09.24.09 | Dr. Strangefilm | From The Files Of Dr. Strangefilm...Print this Post

Edward D. Wood, Jr. Ah, dear Ed. Where would we mavens of movie mediocrity be without the works of our favorite angora-fetishist filmmaker to dissect and ridicule? Everyone from the Medved brothers to Tim Burton to the Best Brains at Mystery Science Theatre 3000 have had their say on Wood's rather unique ouevre.
Most times, however, the focus has been on his egregious entries in the horror (Bride of the Monster), science-fiction (Plan 9 from Outer Space) and...er, autobiographical (Glen or Glenda) genres. Sure, Ed may have been out of his depths there, but what if the cross-dressing director tried his hand at crime drama, with a gritty, noir-flavored thriller featuring just a touch of "Dragnet's" police procedural technique? Well, it so happens that Wood did just that in 1954 with a little ditty called Jail Bait, and it turned out every bit as amateurish as his more talked-about turkeys.
First of all, the title does not refer to the sort of decoys that Chris Hansen uses to catch predators on Dateline NBC, but to the gun that small-time hood Don Gregor (Clancy Malone) takes from the home of his renowned plastic surgeon father (Herbert Rawlinson). Don was already in trouble with the law for packin' heat, you see, and his devoted sister Marilyn (Wood paramour Dolores Fuller) had to bail him out of custody. "Don't you know that gun is jail bait?," Marilyn pleads to her embittered sibling.
Ignoring sis's advice, Don meets up with hoodlum pal Vic Brady (Timothy Farrell) and is talked into joining him in a payroll heist at a vaudeville theatre (guess they still had them in '54). The movie magically transports us to said theatre, where we are treated to, of all things...a blackface minstrel show routine! This tacky--even by early '50s standards--sequence was copied-and-pasted from the 1951 Ron Ormond oddity and future case file Yes Sir, Mr. Bones. To be sure, Wood's company was nothing if not economical. Jail Bait's out-of-place, non-stop Spanish guitar soundtrack, courtesy of future Hanna-Barbera theme writer Hoyt Curtin, was similarly borrowed from Ormond's Mesa of Lost Women.
Well, the robbery hits a snafu and Don winds up fatally shooting the theatre guard, while Vic merely wounds a witness who identifies both crooks to the cops. A repentant Don goes to his father and confesses, vowing to turn himself in, but is bumped off by Brady before he can do so. With the heat on him, Vic goes to Dr. Gregor and pretends that he's holding Don hostage, blackmailing the doc to operate on his face (in his living room, no less!) so he can escape. I'm not going to spoil the startling twist ending, save to say it's so implausible that the EC crime comics of the era wouldn't have used it.
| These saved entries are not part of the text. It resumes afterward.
//! Configuration utilities for entity registry.

use semver::Version;

/// Name of this crate.
pub const REGISTRY_NAME: &str = env!("CARGO_CRATE_NAME", "library must be compiled by Cargo");

const REGISTRY_VERSION_STR: &str = env!("CARGO_PKG_VERSION", "library must be compiled by Cargo");
lazy_static::lazy_static! {
    /// Semver version of this crate.
    pub static ref REGISTRY_VERSION: Version = REGISTRY_VERSION_STR
        .parse()
        .unwrap_or_else(|_| Version::new(0, 0, 0));
}

/// This struct represents general configuration of entity registry.
#[derive(Debug, Clone)]
pub struct Config {
    name: String,
    version: Version,
    enable_validation: bool,
}

impl Config {
    /// Creates new configuration with given name, version and validation usage.
    pub const fn new(name: String, version: Version, enable_validation: bool) -> Self {
        Self {
            name,
            version,
            enable_validation,
        }
    }

    /// Name of the registry, used in log messages.
    pub fn name(&self) -> &str {
        &self.name
    }

    /// Semver version of your application.
    pub fn version(&self) -> &Version {
        &self.version
    }

    /// If registry will cross-check every cached query result
    /// against a full scan (useful for debugging).
    pub fn enable_validation(&self) -> bool {
        self.enable_validation
    }
}

impl Default for Config {
    fn default() -> Self {
        Self::new("registry".to_string(), Version::new(0, 0, 0), false)
    }
}

#[cfg(test)]
mod tests {
    use super::*;

    #[test]
    fn test_default() {
        let config = Config::default();
        assert_eq!(config.name(), "registry");
        assert_eq!(config.version(), &Version::new(0, 0, 0));
        assert!(!config.enable_validation());
    }

    #[test]
    fn test_crate_version() {
        assert_eq!(REGISTRY_NAME, "titan_registry");
        assert_eq!(*REGISTRY_VERSION, Version::new(0, 1, 0));
    }
}
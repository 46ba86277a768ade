//! Utilities for *entities* in ECS.

use std::collections::HashMap;
use std::fmt;

use chrono::{DateTime, Duration, Local};
use slotmap::new_key_type;
use uuid::Uuid;

use super::component::{BoxedComponent, Bundle, Component, ComponentType};

mod tests;

new_key_type! {
    /// Key of the *entity* registered in the [registry](crate::ecs::Registry).
    pub struct EntityKey;
}

/// Uniquely identified container of components.
///
/// Entity holds at most one component of each type.
/// It is created by the caller and then moved into the [registry](crate::ecs::Registry),
/// which gives out only shared references to it. This way the set of component types
/// of a registered entity can be changed only through the registry.
///
pub struct Entity {
    id: String,
    components: HashMap<ComponentType, BoxedComponent>,
    created: DateTime<Local>,
}

impl Entity {
    /// Creates an empty entity with generated unique identifier.
    pub fn new() -> Self {
        Self::with_id(Uuid::new_v4().to_string())
    }

    /// Creates an empty entity with provided identifier.
    pub fn with_id<T>(id: T) -> Self
    where
        T: Into<String>,
    {
        Self {
            id: id.into(),
            components: HashMap::new(),
            created: Local::now(),
        }
    }

    /// Attaches component to this entity, replacing previous one of the same type.
    pub fn with<T>(mut self, component: T) -> Self
    where
        T: Component,
    {
        self.insert(component);
        self
    }

    /// Attaches all components of the bundle to this entity.
    pub fn with_bundle<B>(mut self, bundle: B) -> Self
    where
        B: Bundle,
    {
        for component in bundle.into_components() {
            self.insert_boxed(component);
        }
        self
    }

    /// Unique identifier of this entity.
    pub fn id(&self) -> &str {
        &self.id
    }

    /// Inserts component of type `T` and attaches it to the entity.
    /// If component was already attached, it will be replaced by value.
    ///
    /// Returns previously attached component, if any.
    ///
    pub fn insert<T>(&mut self, component: T) -> Option<T>
    where
        T: Component,
    {
        let prev = self.insert_boxed(BoxedComponent::new(component))?;
        prev.downcast().ok()
    }

    /// Same as [`insert`](Entity::insert) but for component with erased type.
    pub fn insert_boxed(&mut self, component: BoxedComponent) -> Option<BoxedComponent> {
        self.components.insert(component.component_type(), component)
    }

    /// Removes component of type `T` and detaches it from the entity.
    ///
    /// Returns component that was previously attached to the entity.
    ///
    pub fn remove<T>(&mut self) -> Option<T>
    where
        T: Component,
    {
        let prev = self.components.remove(&ComponentType::of::<T>())?;
        prev.downcast().ok()
    }

    /// Returns `true` if component of type `T` is attached to the entity.
    pub fn has<T>(&self) -> bool
    where
        T: Component,
    {
        self.has_type(ComponentType::of::<T>())
    }

    /// Returns `true` if component of given type is attached to the entity.
    pub fn has_type(&self, kind: ComponentType) -> bool {
        self.components.contains_key(&kind)
    }

    /// Retrieves an immutable reference to component of type `T` attached to the entity.
    pub fn get<T>(&self) -> Option<&T>
    where
        T: Component,
    {
        self.components
            .get(&ComponentType::of::<T>())?
            .downcast_ref()
    }

    /// Retrieves a mutable reference to component of type `T` attached to the entity.
    pub fn get_mut<T>(&mut self) -> Option<&mut T>
    where
        T: Component,
    {
        self.components
            .get_mut(&ComponentType::of::<T>())?
            .downcast_mut()
    }

    /// Returns iterator over types of all components attached to the entity.
    pub fn component_types(&self) -> impl Iterator<Item = ComponentType> + '_ {
        self.components.keys().copied()
    }

    /// Count of components attached to the entity.
    pub fn len(&self) -> usize {
        self.components.len()
    }

    /// Returns `true` if there are no components attached to the entity.
    pub fn is_empty(&self) -> bool {
        self.components.is_empty()
    }

    /// Moment of time when this entity was created.
    pub fn created(&self) -> DateTime<Local> {
        self.created
    }

    /// Time passed since creation of this entity.
    pub fn age(&self) -> Duration {
        Local::now() - self.created
    }
}

impl Default for Entity {
    fn default() -> Self {
        Self::new()
    }
}

impl fmt::Debug for Entity {
    fn fmt(&self, f: &mut fmt::Formatter) -> fmt::Result {
        let mut types: Vec<_> = self.component_types().collect();
        types.sort();
        f.debug_struct("Entity")
            .field("id", &self.id)
            .field("components", &types)
            .finish()
    }
}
Jail Bait would be just another uninteresting, B-type thriller were it not for such distinctive Ed Wood touches as threadbare set design, labyrinthine dialogue ("Why, sister, that's very sisterly of you," "This afternoon we had a long telephone conversation earlier in the day"), and a female character's angora hat. Along with Farrell and Fuller, the cast also includes Wood regulars Lyle Talbot, Mona McKinnon and Conrad Brooks, as well as future screen Hercules Steve Reeves, in his film debut, as a cop who manages to appear shirtless for several minutes while chatting with his partner. It all adds up to mid-level movie strangeness, but one can only imagine what might have been if Ed had managed to get his pal Bela Lugosi to play the doctor as originally intended (Morbid side note: Rawlinson died the day after his final scene was filmed).

Have you ever seen SINISTER URGE?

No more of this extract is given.